The deputy PM said there will be 8 million beneficiaries, but no information is available about the negotiations with the bank or when the programme might kick off.

All bank commissions and interests are borne by the state through the budget of the National Commission of Strategy and Prognosis, providing that the payment of maturity of the loan rates. The duration of the credit is ten years, the purpose is to give a grace period to the beneficiary to finish his/her education and to be able to reimburse the credit after he or she is getting employed (…) There will be no direct transfer of money to the beneficiary’s bank account, but the beneficiary will only be able to settle invoices or direct payments based on proforma invoice presented to the financing bank,” Stefan said.

Students or youngsters will be able to pay their education with these loans (including faculty degrees, master or PhD degrees, MBAs) to buy books, magazines, to pay fees to attend scientific events or contests in Romania, transport fee to attend such events in Romania and abroad, to buy laptops, PCs, software or printers.

They will also b able to buy cultural passes for cinema, theatres, opera houses, libraries or museums, to cover for the costs of medicines, medical tests, dentistry services or surgeries.

Students ask Gov’t for preliminary consultation, argue the programme might lead to higher tuition fees

On the other hand, the representatives of the students and pupils were not quite willing to embrace the proposed programme, arguing it might lead to less investments in the education and to higher tuition fees.

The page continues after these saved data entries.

//! Terminal rendering utilities for colored grid display
//!
//! Provides ANSI escape sequence generation for displaying the matrix with
//! true-color backgrounds in terminal emulators that support 24-bit color,
//! plus a plain coordinate view for pipes and dumb terminals.

use crate::color::{contrasting_text, parse_color, to_hex};
use crate::grid::Grid;
use crate::palette::Palette;
use crate::view::{show_label, ViewMode};
use image::Rgba;

/// ANSI escape sequence to reset all formatting
pub const ANSI_RESET: &str = "\x1b[0m";

/// Shown for cells whose color does not parse
const UNPARSEABLE: Rgba<u8> = Rgba([128, 128, 128, 255]);

/// Convert RGBA color to ANSI 24-bit background escape sequence.
///
/// Transparent colors (alpha = 0) are rendered as a dark gray background
/// to visually distinguish them from opaque colors.
///
/// # Examples
///
/// ```
/// use pixel_matrix::terminal::color_to_ansi_bg;
/// use image::Rgba;
///
/// let red = color_to_ansi_bg(Rgba([255, 0, 0, 255]));
/// assert_eq!(red, "\x1b[48;2;255;0;0m");
///
/// let transparent = color_to_ansi_bg(Rgba([0, 0, 0, 0]));
/// assert_eq!(transparent, "\x1b[48;5;236m");
/// ```
pub fn color_to_ansi_bg(rgba: Rgba<u8>) -> String {
    if rgba[3] == 0 {
        "\x1b[48;5;236m".to_string()
    } else {
        format!("\x1b[48;2;{};{};{}m", rgba[0], rgba[1], rgba[2])
    }
}

/// Convert RGBA color to ANSI 24-bit foreground escape sequence.
pub fn color_to_ansi_fg(rgba: Rgba<u8>) -> String {
    format!("\x1b[38;2;{};{};{}m", rgba[0], rgba[1], rgba[2])
}

/// Render the grid with ANSI color backgrounds.
///
/// Each cell is a 3-character block. When labels are shown (edit mode,
/// non-zero value) the value's first character sits in the middle in a color
/// that contrasts with the cell.
pub fn render_ansi_grid(grid: &Grid, mode: ViewMode, labels: bool) -> String {
    let mut output = String::new();

    for row in grid.rows() {
        for cell in row {
            let bg = parse_color(&cell.color).unwrap_or(UNPARSEABLE);
            let mark = if show_label(&cell.value, mode, labels) {
                cell.value.label().chars().next().unwrap_or(' ')
            } else {
                ' '
            };

            output.push_str(&color_to_ansi_bg(bg));
            output.push_str(&color_to_ansi_fg(contrasting_text(bg)));
            output.push(' ');
            output.push(mark);
            output.push(' ');
            output.push_str(ANSI_RESET);
        }
        output.push('\n');
    }

    output
}

/// Render the palette as a legend: one swatch line per key, numbers first.
pub fn render_legend(palette: &Palette, color: bool) -> String {
    let mut legend = String::from("\nLegend:\n");

    let entries = palette
        .numbers()
        .iter()
        .map(|(k, c)| (k, c, ""))
        .chain(palette.letters().iter().map(|(k, c)| (k, c, " (border)")));

    for (key, css, suffix) in entries {
        let parsed = parse_color(css);
        // Spell out named and functional colors as hex
        let shown = match parsed {
            Ok(rgba) if !css.trim_start().starts_with('#') => format!("{} ({})", css, to_hex(rgba)),
            _ => css.to_string(),
        };
        if color {
            legend.push_str(&format!(
                "  {}   {} {} = {}{}\n",
                color_to_ansi_bg(parsed.unwrap_or(UNPARSEABLE)),
                ANSI_RESET,
                key,
                shown,
                suffix
            ));
        } else {
            legend.push_str(&format!("  {} = {}{}\n", key, shown, suffix));
        }
    }

    legend
}

/// Render the grid's values with row/column coordinate headers.
///
/// ```text
///      0  1  2
///    ┌─────────
///  0 │  1  1  2
///  1 │  1  0  2
/// ```
pub fn render_coordinate_grid(grid: &Grid) -> String {
    if grid.is_empty() {
        return String::new();
    }

    let cell_width = grid
        .rows()
        .flat_map(|row| row.iter())
        .map(|cell| cell.value.label().chars().count())
        .max()
        .unwrap_or(1)
        .max(2);
    let row_num_width = grid.height().saturating_sub(1).to_string().len().max(2);

    let mut output = String::new();

    output.push_str(&" ".repeat(row_num_width + 1));
    for col in 0..grid.width() {
        output.push_str(&format!(" {:>width$}", col, width = cell_width));
    }
    output.push('\n');

    output.push_str(&" ".repeat(row_num_width));
    output.push_str(" \u{250C}");
    output.push_str(&"\u{2500}".repeat(grid.width() * (cell_width + 1)));
    output.push('\n');

    for (row_idx, row) in grid.rows().enumerate() {
        output.push_str(&format!("{:>width$} \u{2502}", row_idx, width = row_num_width));
        for cell in row {
            output.push_str(&format!(" {:>width$}", cell.value.label(), width = cell_width));
        }
        output.push('\n');
    }

    output
}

The students’ organizations ask Government for an  emergency meeting on this topic, saying  a preliminary consultation is needed on the proposal.

„The legitimate representatives of the students, pupils and youngster in Romania, are urgently asking for a meeting with the Romanian Government regarding the programme< Invest in you>. We voice our surprise and disappointment that such a programme, with a significant impact on the above-mentioned social categories, might be proposed through emergency ordinance without a preliminary wide consultation,” says a press release issued by the National Pupils Council, the National Alliance of the Student Organizations in Romania and by the Youngsters Council in Romania.

They argue that implementation of such a programme might prompt a decrease of the investments in education and an increase of the tuition fees, as it happened in other countries where such actions had been enforced.